Mi padre no ha estado en muchos hospitales, pero ha estado en varias cárceles a lo largo de los años. Era poco más que un adolescente cuando lo detuvieron por primera vez. Estuvo varios días en una cárcel que se volvería famosa, años después, por uno de los motines más sangrientos ocurridos en Lima hasta ese momento. Luego vendrían otras.
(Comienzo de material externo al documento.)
/// The distinct values of inactive voxels and tiles, in the order found, or `None` when
/// there are more than `max_count` of them.
pub fn unique_inactive_values<T: GridValue>(tree: &Tree<T>, max_count: usize, grain_size: usize) -> Option<Vec<T>> {
    let _span = debug_span!("unique_inactive_values", max_count).entered();
    let insert = |values: &mut Vec<T>, v: T| {
        if values.len() <= max_count && !values.contains(&v) {
            values.push(v);
        }
    };
    let leaves: Vec<&LeafNode<T>> = tree.leaves().collect();
    let mut values = parallel::reduce(
        &leaves,
        grain_size,
        Vec::new,
        |values, leaf| {
            for (n, v) in leaf.values().iter().enumerate() {
                if !leaf.is_on_at(n) {
                    insert(values, *v);
                }
            }
        },
        |values, part: Vec<T>| {
            for v in part {
                insert(values, v);
            }
        },
    );
    for tile in tree.iter_values(ValueFilter::Off).tiles_only() {
        insert(&mut values, tile.value());
    }
    debug!(found = values.len(), "inactive values");
    (values.len() <= max_count).then_some(values)
}

/// Validates a narrow-band level set, running the first `checks` of these rules:
///
/// 1. the grid class is [`GridClass::LevelSet`]
/// 2. voxels are uniform
/// 3. the background spans at least [`LEVEL_SET_HALF_WIDTH`] voxels
/// 4. there are no active tiles
/// 5. every value is finite
/// 6. active values lie within `[-background, background]`
/// 7. inactive values are `±background`
///
/// Returns a description of the first violation.
pub fn check_level_set<T: RealValue>(grid: &Grid<T>, checks: usize) -> Option<String> {
    let _span = debug_span!("check_level_set", checks).entered();
    let tree = grid.tree();
    let background = grid.background();
    let inside = background.scaled(-1.0);
    let rules: [&dyn Fn() -> Option<String>; 7] = [
        &|| {
            (grid.class() != GridClass::LevelSet).then(|| format!("grid class is {:?}, not a level set", grid.class()))
        },
        &|| grid.transform().uniform_voxel_size().err().map(|e| e.to_string()),
        &|| {
            let voxel_size = grid.transform().uniform_voxel_size().ok()?;
            let width = background.to_f64() / voxel_size;
            (!(width >= LEVEL_SET_HALF_WIDTH * (1.0 - 1e-6)))
                .then(|| format!("narrow band is {width:.3} voxels wide, at least {LEVEL_SET_HALF_WIDTH} expected"))
        },
        &|| {
            let tiles = tree.active_tile_count();
            (tiles > 0).then(|| format!("level set has {tiles} active tile(s)"))
        },
        &|| run(tree, &CheckFinite, ValueFilter::All, true),
        &|| match CheckRange::new(inside, background) {
            Ok(range) => run(tree, &range, ValueFilter::On, false),
            Err(e) => Some(e.to_string()),
        },
        &|| {
            run(tree, &CheckOneOf(vec![background, inside]), ValueFilter::Off, false)
                .map(|m| format!("inactive values: {m}"))
        },
    ];
    let failure = rules.iter().take(checks).find_map(|rule| rule());
    debug!(ok = failure.is_none(), "level set checked");
    failure
}

/// Validates a fog volume, running the first `checks` of these rules:
///
/// 1. the grid class is [`GridClass::FogVolume`]
/// 2. the background is zero
/// 3. every value is finite
/// 4. inactive values are zero
/// 5. active values lie within `[0, 1]`
///
/// Returns a description of the first violation.
pub fn check_fog_volume<T: RealValue>(grid: &Grid<T>, checks: usize) -> Option<String> {
    let _span = debug_span!("check_fog_volume", checks).entered();
    let tree = grid.tree();
    let rules: [&dyn Fn() -> Option<String>; 5] = [
        &|| {
            (grid.class() != GridClass::FogVolume)
                .then(|| format!("grid class is {:?}, not a fog volume", grid.class()))
        },
        &|| {
            let background = grid.background();
            (background != T::zero()).then(|| format!("background is {background:?}, not zero"))
        },
        &|| run(tree, &CheckFinite, ValueFilter::All, true),
        &|| run(tree, &CheckOneOf(vec![T::zero()]), ValueFilter::Off, false).map(|m| format!("inactive values: {m}")),
        &|| match CheckRange::new(T::zero(), T::one()) {
            Ok(range) => run(tree, &range, ValueFilter::On, false),
            Err(e) => Some(e.to_string()),
        },
    ];
    let failure = rules.iter().take(checks).find_map(|rule| rule());
    debug!(ok = failure.is_none(), "fog volume checked");
    failure
}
Una vez, cuando trabajaba en el periódico, me trajeron la maqueta de una página impresa que se publicaría al día siguiente. En ella se veía una foto de mi padre esposado y flanqueado por un par de policías. Llevaba una camisa color rosa y el rostro desencajado. Hablé con los encargados de la sección y como era una nota menor, de relleno, la retiraron. O eso creo recordar. Lo que no recuerdo es lo que sentí. ¿Qué sentí? No fue rabia, seguramente, porque yo casi nunca me enfurezco. Vergüenza. Lástima tal vez. Aunque yo prefiero la palabra pena. Sentir pena por alguien te incorpora a su dolor, al menos para mí. Sentir pena por alguien no está muy bien visto. Tampoco la autocompasión. La autocompasión tiene muy mala prensa, pero a mí me ha salvado la vida algunas veces.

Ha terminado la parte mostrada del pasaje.